Problem description :: Transcribe the material from its first line onward, ending with the line that contains "pub const INITIALIZE: &str" and adding nothing beyond it.

:::

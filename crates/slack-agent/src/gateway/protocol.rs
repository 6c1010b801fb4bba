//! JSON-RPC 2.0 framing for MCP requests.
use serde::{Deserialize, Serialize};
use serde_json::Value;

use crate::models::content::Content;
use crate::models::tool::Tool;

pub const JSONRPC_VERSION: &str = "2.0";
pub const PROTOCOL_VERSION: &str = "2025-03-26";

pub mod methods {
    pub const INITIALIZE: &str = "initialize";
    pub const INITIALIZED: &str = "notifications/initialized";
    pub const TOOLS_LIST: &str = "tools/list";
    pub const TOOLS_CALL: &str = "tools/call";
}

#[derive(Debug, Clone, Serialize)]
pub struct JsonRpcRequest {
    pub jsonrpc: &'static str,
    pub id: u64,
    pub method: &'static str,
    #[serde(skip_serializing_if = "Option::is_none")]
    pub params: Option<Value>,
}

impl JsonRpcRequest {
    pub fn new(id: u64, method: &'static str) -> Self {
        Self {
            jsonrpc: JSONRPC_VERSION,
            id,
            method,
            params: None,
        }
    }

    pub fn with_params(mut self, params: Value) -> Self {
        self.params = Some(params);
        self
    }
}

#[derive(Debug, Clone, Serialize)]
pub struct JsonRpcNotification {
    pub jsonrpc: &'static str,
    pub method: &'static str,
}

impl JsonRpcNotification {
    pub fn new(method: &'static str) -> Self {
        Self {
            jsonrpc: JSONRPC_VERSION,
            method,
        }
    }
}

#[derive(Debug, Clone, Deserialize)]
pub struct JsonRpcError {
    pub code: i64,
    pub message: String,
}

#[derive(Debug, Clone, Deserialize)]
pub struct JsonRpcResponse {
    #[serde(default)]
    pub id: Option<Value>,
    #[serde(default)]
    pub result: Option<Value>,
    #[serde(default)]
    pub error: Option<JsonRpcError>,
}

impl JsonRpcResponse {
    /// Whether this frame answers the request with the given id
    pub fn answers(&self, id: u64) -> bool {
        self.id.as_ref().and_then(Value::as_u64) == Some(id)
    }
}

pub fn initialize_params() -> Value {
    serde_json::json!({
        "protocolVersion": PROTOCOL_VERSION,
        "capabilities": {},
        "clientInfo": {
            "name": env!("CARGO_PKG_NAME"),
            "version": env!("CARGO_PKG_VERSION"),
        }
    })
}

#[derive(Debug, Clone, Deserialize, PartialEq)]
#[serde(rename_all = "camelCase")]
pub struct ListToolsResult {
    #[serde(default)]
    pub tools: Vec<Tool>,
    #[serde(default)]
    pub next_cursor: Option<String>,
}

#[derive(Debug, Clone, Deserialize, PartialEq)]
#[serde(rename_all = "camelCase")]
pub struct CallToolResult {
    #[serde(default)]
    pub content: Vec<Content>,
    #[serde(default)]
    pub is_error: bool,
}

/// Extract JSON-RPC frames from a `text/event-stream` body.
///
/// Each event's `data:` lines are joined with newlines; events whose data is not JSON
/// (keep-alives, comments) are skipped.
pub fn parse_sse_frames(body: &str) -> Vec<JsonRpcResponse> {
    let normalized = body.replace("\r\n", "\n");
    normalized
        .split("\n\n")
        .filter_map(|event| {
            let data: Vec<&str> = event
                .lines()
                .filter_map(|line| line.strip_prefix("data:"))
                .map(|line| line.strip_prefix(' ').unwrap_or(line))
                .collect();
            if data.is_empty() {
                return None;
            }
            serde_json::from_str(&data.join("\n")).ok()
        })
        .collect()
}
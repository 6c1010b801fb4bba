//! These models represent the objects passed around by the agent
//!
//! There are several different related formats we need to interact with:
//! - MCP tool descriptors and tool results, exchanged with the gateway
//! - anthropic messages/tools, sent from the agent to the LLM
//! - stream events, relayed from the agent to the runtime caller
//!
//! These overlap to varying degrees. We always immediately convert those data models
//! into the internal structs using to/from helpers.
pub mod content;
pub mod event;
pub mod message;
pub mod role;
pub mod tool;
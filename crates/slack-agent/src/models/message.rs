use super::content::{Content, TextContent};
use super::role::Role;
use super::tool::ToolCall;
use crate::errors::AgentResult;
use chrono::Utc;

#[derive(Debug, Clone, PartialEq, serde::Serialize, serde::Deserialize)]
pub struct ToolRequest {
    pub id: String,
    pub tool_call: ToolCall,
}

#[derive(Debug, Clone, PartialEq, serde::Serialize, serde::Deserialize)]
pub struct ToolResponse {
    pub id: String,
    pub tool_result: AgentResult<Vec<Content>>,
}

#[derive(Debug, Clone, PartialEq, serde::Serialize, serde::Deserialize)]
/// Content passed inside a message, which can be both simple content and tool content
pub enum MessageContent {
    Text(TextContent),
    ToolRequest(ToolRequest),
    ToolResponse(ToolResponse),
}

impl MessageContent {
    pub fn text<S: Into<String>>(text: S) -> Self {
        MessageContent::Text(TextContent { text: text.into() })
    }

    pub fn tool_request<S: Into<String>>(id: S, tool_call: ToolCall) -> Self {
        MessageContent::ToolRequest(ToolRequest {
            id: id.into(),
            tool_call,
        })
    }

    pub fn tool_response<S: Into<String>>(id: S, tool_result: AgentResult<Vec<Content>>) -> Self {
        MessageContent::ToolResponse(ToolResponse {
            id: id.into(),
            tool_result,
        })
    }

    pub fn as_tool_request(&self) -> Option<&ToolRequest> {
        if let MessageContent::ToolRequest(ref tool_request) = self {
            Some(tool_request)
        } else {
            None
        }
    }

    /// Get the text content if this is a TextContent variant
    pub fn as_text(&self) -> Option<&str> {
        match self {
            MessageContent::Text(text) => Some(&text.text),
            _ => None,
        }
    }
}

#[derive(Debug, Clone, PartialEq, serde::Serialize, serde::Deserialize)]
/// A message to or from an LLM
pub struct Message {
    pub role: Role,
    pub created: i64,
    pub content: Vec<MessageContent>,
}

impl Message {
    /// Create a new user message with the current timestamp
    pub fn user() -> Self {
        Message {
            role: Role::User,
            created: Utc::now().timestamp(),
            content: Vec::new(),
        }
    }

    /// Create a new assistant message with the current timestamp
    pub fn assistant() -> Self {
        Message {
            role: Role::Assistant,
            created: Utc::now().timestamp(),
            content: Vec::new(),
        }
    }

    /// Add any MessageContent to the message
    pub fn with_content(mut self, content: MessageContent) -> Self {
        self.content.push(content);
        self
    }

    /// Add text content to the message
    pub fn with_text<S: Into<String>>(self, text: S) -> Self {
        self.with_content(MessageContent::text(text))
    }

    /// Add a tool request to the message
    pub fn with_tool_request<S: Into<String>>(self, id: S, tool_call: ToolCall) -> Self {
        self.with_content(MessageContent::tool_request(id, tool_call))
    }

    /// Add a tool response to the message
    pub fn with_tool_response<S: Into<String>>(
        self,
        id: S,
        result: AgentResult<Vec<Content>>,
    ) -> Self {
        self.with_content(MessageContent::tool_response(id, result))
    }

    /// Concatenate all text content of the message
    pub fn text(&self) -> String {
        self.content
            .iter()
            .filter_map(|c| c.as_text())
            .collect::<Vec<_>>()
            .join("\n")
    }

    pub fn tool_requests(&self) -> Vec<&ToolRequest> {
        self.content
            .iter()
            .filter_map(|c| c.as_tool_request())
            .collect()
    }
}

:::

Answer section ::
filename crates/slack-agent/src/gateway/protocol.rs
repository 6c1010b801fb4bba
//! JSON-RPC 2.0 framing for MCP requests.
use serde::{Deserialize, Serialize};
use serde_json::Value;

use crate::models::content::Content;
use crate::models::tool::Tool;

pub const JSONRPC_VERSION: &str = "2.0";
pub const PROTOCOL_VERSION: &str = "2025-03-26";

pub mod methods {
    pub const INITIALIZE: &str = "initialize";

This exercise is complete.